--- DATA FOR THIS TASK ---
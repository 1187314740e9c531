use std::fs::File;
use std::io::BufReader;
use std::path::Path;

use crate::foundation::core::Point;
use crate::foundation::error::{ScrubError, ScrubResult};
use crate::section::view::{FrameReport, ScrollSection};

/// One scripted host input.
#[derive(Clone, Debug, PartialEq, serde::Serialize, serde::Deserialize)]
#[serde(rename_all = "snake_case")]
pub enum ScriptEvent {
    /// Wheel delta in pixels.
    Wheel(f64),
    /// Touch-drag delta in pixels.
    Touch(f64),
    /// Let refresh ticks run for this many milliseconds.
    Wait(f64),
    /// Pointer entered a region.
    Enter(String),
    /// Pointer left a region.
    Leave(String),
    /// Pointer moved to `[x, y]` in surface coordinates.
    Move([f64; 2]),
}

/// Ordered list of host inputs replayed against a [`ScrollSection`].
#[derive(Clone, Debug, Default, PartialEq, serde::Serialize, serde::Deserialize)]
#[serde(transparent)]
pub struct Script {
    /// Events in replay order.
    pub events: Vec<ScriptEvent>,
}

impl Script {
    /// Read a JSON array of events.
    pub fn from_path(path: impl AsRef<Path>) -> ScrubResult<Self> {
        let path = path.as_ref();
        let f = File::open(path).map_err(|e| {
            ScrubError::validation(format!("open script '{}': {e}", path.display()))
        })?;
        serde_json::from_reader(BufReader::new(f))
            .map_err(|e| ScrubError::serde(format!("parse script: {e}")))
    }

    /// Scroll through the whole pin window, then hover and leave each region in turn.
    pub fn walkthrough(pin_end: f64, regions: &[String]) -> Self {
        let mut events = vec![ScriptEvent::Wait(100.0)];
        let steps = 10;
        for _ in 0..steps {
            events.push(ScriptEvent::Wheel(pin_end / f64::from(steps)));
            events.push(ScriptEvent::Wait(250.0));
        }
        events.push(ScriptEvent::Wheel(pin_end * 0.25));
        events.push(ScriptEvent::Wait(1500.0));
        for id in regions {
            events.push(ScriptEvent::Enter(id.clone()));
            events.push(ScriptEvent::Wait(600.0));
            events.push(ScriptEvent::Leave(id.clone()));
            events.push(ScriptEvent::Wait(600.0));
        }
        Self { events }
    }

    /// Replay against `section` at `hz` refresh ticks per second, starting at time 0.
    ///
    /// Input events apply at the current time; `Wait` runs ticks. Returns one report per tick.
    pub fn replay(&self, section: &mut ScrollSection, hz: f64) -> ScrubResult<Vec<FrameReport>> {
        if !(hz.is_finite() && hz > 0.0) {
            return Err(ScrubError::validation("replay rate must be > 0"));
        }
        let step_ms = 1000.0 / hz;
        let mut now_ms = 0.0;
        let mut reports = vec![section.frame(now_ms)?];
        for event in &self.events {
            match event {
                ScriptEvent::Wheel(dy) => {
                    section.wheel(*dy);
                }
                ScriptEvent::Touch(dy) => {
                    section.touch(*dy);
                }
                ScriptEvent::Enter(id) => {
                    section.pointer_enter(id);
                }
                ScriptEvent::Leave(id) => {
                    section.pointer_leave(id);
                }
                ScriptEvent::Move([x, y]) => section.pointer_move(Point::new(*x, *y)),
                ScriptEvent::Wait(ms) => {
                    let ticks = (ms.max(0.0) / step_ms).ceil() as u64;
                    for _ in 0..ticks {
                        now_ms += step_ms;
                        reports.push(section.frame(now_ms)?);
                    }
                }
            }
        }
        Ok(reports)
    }
}

#[cfg(test)]
#[path = "../../tests/unit/section/script.rs"]
mod tests;
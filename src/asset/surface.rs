use crate::asset::lottie::LottieDoc;
use crate::foundation::core::{Point, Rect};

/// An addressable element found on a render surface.
#[derive(Clone, Debug, PartialEq)]
pub struct SurfaceElement {
    /// Identifier the element was resolved by.
    pub id: String,
    /// Absolute bounds in surface coordinates, when the surface knows them.
    pub bounds: Option<Rect>,
}

/// Output surface of a rendered animation, queried after load to locate sub-elements.
pub trait RenderSurface {
    /// Locate an element by its stable per-shape identifier.
    fn find_element(&self, id: &str) -> Option<SurfaceElement>;

    /// Identifier of the top-most element under `point`, if the surface tracks geometry.
    fn hit_test(&self, point: Point) -> Option<String> {
        let _ = point;
        None
    }
}

/// Surface addressing the layers of a Lottie document.
///
/// A layer is reachable by its `ln` (the id renderers put on the layer's group) or, failing
/// that, by its `ind` index. Layer geometry is unknown, so hit testing always misses.
#[derive(Clone, Debug, Default)]
pub struct LayerSurface {
    ids: Vec<String>,
}

impl LayerSurface {
    /// Index every layer of `doc`.
    pub fn from_doc(doc: &LottieDoc) -> Self {
        let mut ids = Vec::new();
        for layer in &doc.layers {
            if let Some(ln) = layer.ln.as_deref().filter(|s| !s.is_empty()) {
                ids.push(ln.to_owned());
            }
            if let Some(ind) = layer.ind {
                ids.push(ind.to_string());
            }
        }
        Self { ids }
    }

    /// Surface exposing exactly the given identifiers.
    pub fn from_ids<I, S>(ids: I) -> Self
    where
        I: IntoIterator<Item = S>,
        S: Into<String>,
    {
        Self {
            ids: ids.into_iter().map(Into::into).collect(),
        }
    }
}

impl RenderSurface for LayerSurface {
    fn find_element(&self, id: &str) -> Option<SurfaceElement> {
        self.ids.iter().find(|x| x.as_str() == id).map(|x| SurfaceElement {
            id: x.clone(),
            bounds: None,
        })
    }
}

#[cfg(test)]
#[path = "../../tests/unit/asset/surface.rs"]
mod tests;
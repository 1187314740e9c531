use super::*;

#[test]
fn scroll_mapping_is_exact() {
    let kf = KeyFrameSpec::new("54", 0.0, 130.0, 200.0, 249.0).unwrap();
    assert_eq!(kf.scroll_frame(0.0), FramePos(0.0));
    assert_eq!(kf.scroll_frame(0.5), FramePos(65.0));
    assert_eq!(kf.scroll_frame(1.0), FramePos(130.0));
    for i in 0..=100 {
        let p = f64::from(i) / 100.0;
        assert_eq!(kf.scroll_frame(p).get(), 0.0 + p * (130.0 - 0.0));
    }
}

#[test]
fn hover_mapping_and_rest_frame() {
    let kf = KeyFrameSpec::new("13", 0.0, 130.0, 131.0, 166.0).unwrap();
    assert_eq!(kf.hover_frame(0.0), FramePos(131.0));
    assert_eq!(kf.hover_frame(1.0), FramePos(166.0));
    assert_eq!(kf.hover_frame(0.5), FramePos(148.5));
    assert_eq!(kf.rest_frame(), FramePos(130.0));
}

#[test]
fn rejects_inverted_and_overlapping_ranges() {
    assert!(KeyFrameSpec::new("a", 130.0, 0.0, 200.0, 249.0).is_err());
    assert!(KeyFrameSpec::new("a", 0.0, 130.0, 249.0, 200.0).is_err());
    assert!(KeyFrameSpec::new("a", 0.0, 130.0, 100.0, 160.0).is_err());
    assert!(KeyFrameSpec::new("a", 0.0, 130.0, 130.0, 160.0).is_err());
    assert!(KeyFrameSpec::new("", 0.0, 130.0, 131.0, 160.0).is_err());
}

#[test]
fn deserializes_page_field_names() {
    let kf: KeyFrameSpec = serde_json::from_str(
        r#"{ "clipPath": "482", "start": 0, "scrollEnd": 130, "hoverStart": 290, "hoverEnd": 334 }"#,
    )
    .unwrap();
    assert_eq!(kf.region(), "482");
    assert_eq!(kf.hover_span().end, 334.0);

    let bad = serde_json::from_str::<KeyFrameSpec>(
        r#"{ "clipPath": "482", "start": 0, "scrollEnd": 130, "hoverStart": 10, "hoverEnd": 20 }"#,
    );
    assert!(bad.is_err());
}

#[test]
fn default_keyframes_cover_three_regions() {
    let kfs = default_keyframes();
    let ids: Vec<&str> = kfs.iter().map(|k| k.region()).collect();
    assert_eq!(ids, ["54", "13", "482"]);
    assert!(kfs.iter().all(|k| k.scroll_span().end == 130.0));
}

--- ACTION ITEM ---
For each line above that carries the word "refresh", copy it out.

--- RESULT ---
    /// Let refresh ticks run for this many milliseconds.
    /// Replay against `section` at `hz` refresh ticks per second, starting at time 0.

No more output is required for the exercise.